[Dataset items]
◆ ◆ ◆ ◆

#[cfg(test)]
mod tests {
    use mockall::predicate::{eq, function};
    use pretty_assertions::assert_eq;
    use rstest::rstest;

    use super::*;
    use crate::{
        dto::{ParameterOption, WireParameter},
        traits::MockActionClient,
    };

    fn key() -> ActionKey {
        ActionKey::new(Url::parse("https://dial.example/api/donate?x=1").unwrap())
    }

    fn param(name: &str, kind: ParameterType) -> WireParameter {
        let options = matches!(kind, ParameterType::Checkbox | ParameterType::Select).then(|| {
            vec![
                ParameterOption { label: "A".into(), value: "a".into(), selected: false },
                ParameterOption { label: "B".into(), value: "b".into(), selected: false },
            ]
        });
        WireParameter {
            name: name.to_string(),
            label: None,
            kind,
            required: false,
            min: None,
            max: None,
            pattern: None,
            pattern_description: None,
            options,
        }
    }

    fn linked(href: &str, parameters: Vec<WireParameter>) -> LinkedAction {
        LinkedAction { href: href.to_string(), label: "Go".to_string(), parameters }
    }

    #[rstest]
    #[case::button(vec![], ComponentKind::Button)]
    #[case::single(vec![param("amount", ParameterType::Number)], ComponentKind::SingleValue)]
    #[case::select(vec![param("pick", ParameterType::Select)], ComponentKind::SingleValue)]
    #[case::multi(vec![param("pick", ParameterType::Checkbox)], ComponentKind::MultiValue)]
    #[case::form(
        vec![param("a", ParameterType::Text), param("b", ParameterType::Checkbox)],
        ComponentKind::Form
    )]
    fn test_component_kind_from_parameters(
        #[case] parameters: Vec<WireParameter>,
        #[case] expected: ComponentKind,
    ) {
        let component = Component::from_linked(&key(), ComponentId(0), linked("/go", parameters))
            .expect("component");

        assert_eq!(component.kind(), expected);
    }

    #[test]
    fn test_duplicate_parameter_rejected() {
        let err = Component::from_linked(
            &key(),
            ComponentId(0),
            linked("/go", vec![param("a", ParameterType::Text), param("a", ParameterType::Text)]),
        )
        .unwrap_err();

        assert_eq!(err, ParseError::DuplicateParameter("a".to_string()));
    }

    #[rstest]
    #[case("/api/buy/{amount}", "https://dial.example/api/buy/{amount}")]
    #[case("api/buy", "https://dial.example/api/buy")]
    #[case("https://other.example/buy?a={amount}", "https://other.example/buy?a={amount}")]
    fn test_relative_href_keeps_placeholders(#[case] href: &str, #[case] expected: &str) {
        let component = Component::from_linked(&key(), ComponentId(0), linked(href, vec![]))
            .expect("component");

        assert_eq!(component.href(), expected);
    }

    #[test]
    fn test_single_value_href_substitution() {
        let mut component = Component::from_linked(
            &key(),
            ComponentId(1),
            linked("/api/buy/{amount}", vec![param("amount", ParameterType::Text)]),
        )
        .unwrap();

        assert_eq!(component.href(), "https://dial.example/api/buy/{amount}");

        component
            .apply_values(ComponentValues::Single("  1/2 sol ".to_string()))
            .unwrap();

        assert_eq!(component.href(), "https://dial.example/api/buy/1%2F2%20sol");
        assert!(!component.href().contains("{amount}"));
        // embedded placeholders belong to the url, not the body
        assert_eq!(component.build_body("acc").data, None);
    }

    #[test]
    fn test_single_value_body() {
        let mut component = Component::from_linked(
            &key(),
            ComponentId(1),
            linked("/api/buy", vec![param("amount", ParameterType::Text)]),
        )
        .unwrap();
        assert_eq!(component.build_body("acc").data, None);

        component
            .apply_values(ComponentValues::Single("5".to_string()))
            .unwrap();

        assert_eq!(
            component.build_body("acc"),
            ActionPostRequest {
                account: "acc".to_string(),
                data: Some(BTreeMap::from([("amount".to_string(), "5".into())])),
            }
        );
    }

    #[test]
    fn test_button_body_never_has_data() {
        let component =
            Component::from_linked(&key(), ComponentId(0), linked("/go", vec![])).unwrap();

        assert_eq!(component.build_body("acc").data, None);
    }

    #[test]
    fn test_multi_value_body_and_href() {
        let mut component = Component::from_linked(
            &key(),
            ComponentId(2),
            linked("/vote?options={pick}", vec![param("pick", ParameterType::Checkbox)]),
        )
        .unwrap();

        component
            .apply_values(ComponentValues::Multi(vec!["a".to_string(), "b".to_string()]))
            .unwrap();

        assert_eq!(component.href(), "https://dial.example/vote?options=a%2Cb");
        assert_eq!(
            component.build_body("acc").data,
            Some(BTreeMap::from([(
                "pick".to_string(),
                ParameterValue::List(vec!["a".to_string(), "b".to_string()])
            )]))
        );
    }

    #[test]
    fn test_form_values() {
        let mut component = Component::from_linked(
            &key(),
            ComponentId(3),
            linked(
                "/mint/{name}",
                vec![param("name", ParameterType::Text), param("b", ParameterType::Checkbox)],
            ),
        )
        .unwrap();

        let err = component
            .apply_values(ComponentValues::Form(BTreeMap::from([(
                "missing".to_string(),
                "x".into(),
            )])))
            .unwrap_err();
        assert_eq!(err, ValidationError::UnknownParameter("missing".to_string()));

        component
            .apply_values(ComponentValues::Form(BTreeMap::from([
                ("name".to_string(), "My Token".into()),
                ("b".to_string(), ParameterValue::List(vec!["a".to_string()])),
            ])))
            .unwrap();

        assert_eq!(component.href(), "https://dial.example/mint/My%20Token");
        let data = component.build_body("acc").data.unwrap();
        assert_eq!(data.len(), 2);
        assert!(component.validate().is_ok());
    }

    #[test]
    fn test_to_button_proxies_to_source() {
        let mut component = Component::from_linked(
            &key(),
            ComponentId(4),
            linked("/buy/{amount}", vec![param("amount", ParameterType::Number)]),
        )
        .unwrap();
        component
            .apply_values(ComponentValues::Single("3".to_string()))
            .unwrap();

        let button = component.to_button();

        assert_eq!(button.source, Some(ComponentId(4)));
        assert_eq!(button.base.label, "Go");
        assert_eq!(button.base.href, "https://dial.example/buy/3");
    }

    #[tokio::test]
    async fn test_post_uses_href_and_body() {
        let mut component = Component::from_linked(
            &key(),
            ComponentId(0),
            linked("/buy/{amount}", vec![param("amount", ParameterType::Number)]),
        )
        .unwrap();
        component
            .apply_values(ComponentValues::Single("2".to_string()))
            .unwrap();

        let mut client = MockActionClient::new();
        client
            .expect_post_action()
            .with(
                function(|href: &str| href == "https://dial.example/buy/2"),
                eq(ActionPostRequest { account: "acc".to_string(), data: None }),
            )
            .times(1)
            .returning(|_, _| {
                Ok(ActionPostResponse { transaction: Some("AQ==".to_string()), ..Default::default() })
            });
        let response = component
            .post(&client, "acc")
            .await
            .expect("post");

        assert_eq!(response.transaction.as_deref(), Some("AQ=="));
    }
}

◆ ◆ ◆ ◆

_TASK DIRECTIONS_: Show the lines above that include "options".

_RESULT_:
        let options = matches!(kind, ParameterType::Checkbox | ParameterType::Select).then(|| {
            options,
            linked("/vote?options={pick}", vec![param("pick", ParameterType::Checkbox)]),
        assert_eq!(component.href(), "https://dial.example/vote?options=a%2Cb");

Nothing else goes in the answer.